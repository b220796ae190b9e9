//! Preference store, backends and the OS scheme seam.

use crate::db::DbError;
use crate::model::theme::{ColorScheme, ThemePreference};
use log::{info, warn};
use rusqlite::{params, Connection, OptionalExtension};
use std::cell::{Cell, RefCell};
use std::collections::BTreeMap;
use std::error::Error;
use std::fmt::{Display, Formatter};

/// Storage key the preference is persisted under.
pub const DEFAULT_PREFERENCE_KEY: &str = "theme";

pub type PrefResult<T> = Result<T, PrefError>;

/// Backend read/write failures.
///
/// The store consumes these internally and degrades; they never cross the
/// store's public API.
#[derive(Debug)]
pub enum PrefError {
    Db(DbError),
    Backend(String),
}

impl Display for PrefError {
    fn fmt(&self, f: &mut Formatter<'_>) -> std::fmt::Result {
        match self {
            Self::Db(err) => write!(f, "{err}"),
            Self::Backend(message) => write!(f, "preference backend failure: {message}"),
        }
    }
}

impl Error for PrefError {
    fn source(&self) -> Option<&(dyn Error + 'static)> {
        match self {
            Self::Db(err) => Some(err),
            Self::Backend(_) => None,
        }
    }
}

impl From<DbError> for PrefError {
    fn from(value: DbError) -> Self {
        Self::Db(value)
    }
}

impl From<rusqlite::Error> for PrefError {
    fn from(value: rusqlite::Error) -> Self {
        Self::Db(DbError::Sqlite(value))
    }
}

/// Durable key-value seam for the single persisted preference.
pub trait PreferenceBackend {
    fn read(&self, key: &str) -> PrefResult<Option<String>>;
    fn write(&self, key: &str, value: &str) -> PrefResult<()>;
}

/// SQLite-backed preference storage over the `preferences` table.
pub struct SqlitePreferenceBackend<'conn> {
    conn: &'conn Connection,
}

impl<'conn> SqlitePreferenceBackend<'conn> {
    pub fn new(conn: &'conn Connection) -> Self {
        Self { conn }
    }
}

impl PreferenceBackend for SqlitePreferenceBackend<'_> {
    fn read(&self, key: &str) -> PrefResult<Option<String>> {
        let value = self
            .conn
            .query_row(
                "SELECT value FROM preferences WHERE key = ?1",
                params![key],
                |row| row.get::<_, String>(0),
            )
            .optional()?;
        Ok(value)
    }

    fn write(&self, key: &str, value: &str) -> PrefResult<()> {
        self.conn.execute(
            "INSERT INTO preferences (key, value) VALUES (?1, ?2)
             ON CONFLICT(key) DO UPDATE SET value = excluded.value",
            params![key, value],
        )?;
        Ok(())
    }
}

/// In-memory backend for headless and test use; lost on process exit.
#[derive(Default)]
pub struct MemoryPreferenceBackend {
    values: RefCell<BTreeMap<String, String>>,
}

impl MemoryPreferenceBackend {
    pub fn new() -> Self {
        Self::default()
    }
}

impl PreferenceBackend for MemoryPreferenceBackend {
    fn read(&self, key: &str) -> PrefResult<Option<String>> {
        Ok(self.values.borrow().get(key).cloned())
    }

    fn write(&self, key: &str, value: &str) -> PrefResult<()> {
        self.values
            .borrow_mut()
            .insert(key.to_string(), value.to_string());
        Ok(())
    }
}

/// Injectable OS-level light/dark signal.
///
/// Shells wire this to the platform media query; headless callers use
/// [`FixedSchemeSource`].
pub trait SystemSchemeSource {
    /// Current OS scheme at call time.
    fn current_scheme(&self) -> ColorScheme;
}

/// Scheme source with an externally settable value.
pub struct FixedSchemeSource {
    scheme: Cell<ColorScheme>,
}

impl FixedSchemeSource {
    pub fn new(scheme: ColorScheme) -> Self {
        Self {
            scheme: Cell::new(scheme),
        }
    }

    /// Simulates an OS scheme change.
    pub fn set_scheme(&self, scheme: ColorScheme) {
        self.scheme.set(scheme);
    }
}

impl SystemSchemeSource for FixedSchemeSource {
    fn current_scheme(&self) -> ColorScheme {
        self.scheme.get()
    }
}

/// Handle for removing one subscriber.
pub type SubscriptionId = u64;

type Subscriber = Box<dyn Fn(ThemePreference)>;

/// Theme preference store.
///
/// Reads the backend once and caches the value for the session; `set`
/// persists, updates the cache and notifies subscribers. A failing backend
/// flips the store into degraded mode where the session value is
/// authoritative for the rest of the process.
pub struct PreferenceStore<B: PreferenceBackend, S: SystemSchemeSource> {
    backend: B,
    schemes: S,
    storage_key: String,
    session: Cell<Option<ThemePreference>>,
    degraded: Cell<bool>,
    subscribers: RefCell<Vec<(SubscriptionId, Subscriber)>>,
    next_subscription: Cell<SubscriptionId>,
}

impl<B: PreferenceBackend, S: SystemSchemeSource> PreferenceStore<B, S> {
    pub fn new(backend: B, schemes: S) -> Self {
        Self::with_storage_key(backend, schemes, DEFAULT_PREFERENCE_KEY)
    }

    pub fn with_storage_key(backend: B, schemes: S, storage_key: impl Into<String>) -> Self {
        Self {
            backend,
            schemes,
            storage_key: storage_key.into(),
            session: Cell::new(None),
            degraded: Cell::new(false),
            subscribers: RefCell::new(Vec::new()),
            next_subscription: Cell::new(1),
        }
    }

    /// Current preference: session value, else the persisted value, else
    /// [`ThemePreference::System`].
    pub fn get(&self) -> ThemePreference {
        if let Some(value) = self.session.get() {
            return value;
        }

        let value = match self.backend.read(&self.storage_key) {
            Ok(Some(raw)) => ThemePreference::parse(&raw).unwrap_or_else(|| {
                warn!(
                    "event=pref_read module=theme status=degraded reason=unparseable value={raw}"
                );
                ThemePreference::System
            }),
            Ok(None) => ThemePreference::System,
            Err(err) => {
                warn!("event=pref_read module=theme status=degraded reason=backend error={err}");
                self.degraded.set(true);
                ThemePreference::System
            }
        };

        self.session.set(Some(value));
        value
    }

    /// Persists a new preference and notifies subscribers.
    ///
    /// Write failures flip the store into degraded in-memory mode; the
    /// session value and subscriber notification are unaffected.
    pub fn set(&self, value: ThemePreference) {
        self.session.set(Some(value));

        if !self.degraded.get() {
            if let Err(err) = self.backend.write(&self.storage_key, value.as_str()) {
                warn!("event=pref_write module=theme status=degraded error={err}");
                self.degraded.set(true);
            }
        }

        info!(
            "event=pref_set module=theme status=ok value={}",
            value.as_str()
        );
        for (_, subscriber) in self.subscribers.borrow().iter() {
            subscriber(value);
        }
    }

    /// Advances the toggle cycle (light -> dark -> system) and persists.
    pub fn cycle(&self) -> ThemePreference {
        let next = self.get().cycled();
        self.set(next);
        next
    }

    /// Resolves the preference to the style-scope marker, consulting the OS
    /// signal at call time when the preference is `system`.
    pub fn resolved_scheme(&self) -> ColorScheme {
        self.get().resolve(self.schemes.current_scheme())
    }

    pub fn is_dark(&self) -> bool {
        self.resolved_scheme().is_dark()
    }

    /// Returns whether the backend has been bypassed for this session.
    pub fn is_degraded(&self) -> bool {
        self.degraded.get()
    }

    /// Registers a change listener; scoped to the caller's lifetime via
    /// [`PreferenceStore::unsubscribe`].
    pub fn subscribe(&self, listener: impl Fn(ThemePreference) + 'static) -> SubscriptionId {
        let id = self.next_subscription.get();
        self.next_subscription.set(id + 1);
        self.subscribers
            .borrow_mut()
            .push((id, Box::new(listener)));
        id
    }

    /// Removes one listener; unknown ids are ignored.
    pub fn unsubscribe(&self, id: SubscriptionId) {
        self.subscribers
            .borrow_mut()
            .retain(|(candidate, _)| *candidate != id);
    }
}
* * *
__EXERCISE DESCRIPTION__. Starting at the line above that contains "impl Display for", write out each line exactly until the line that contains "impl Error for" has been written, and stop there.

__RESULT OF THIS EXERCISE__.
impl Display for PrefError {
    fn fmt(&self, f: &mut Formatter<'_>) -> std::fmt::Result {
        match self {
            Self::Db(err) => write!(f, "{err}"),
            Self::Backend(message) => write!(f, "preference backend failure: {message}"),
        }
    }
}

impl Error for PrefError {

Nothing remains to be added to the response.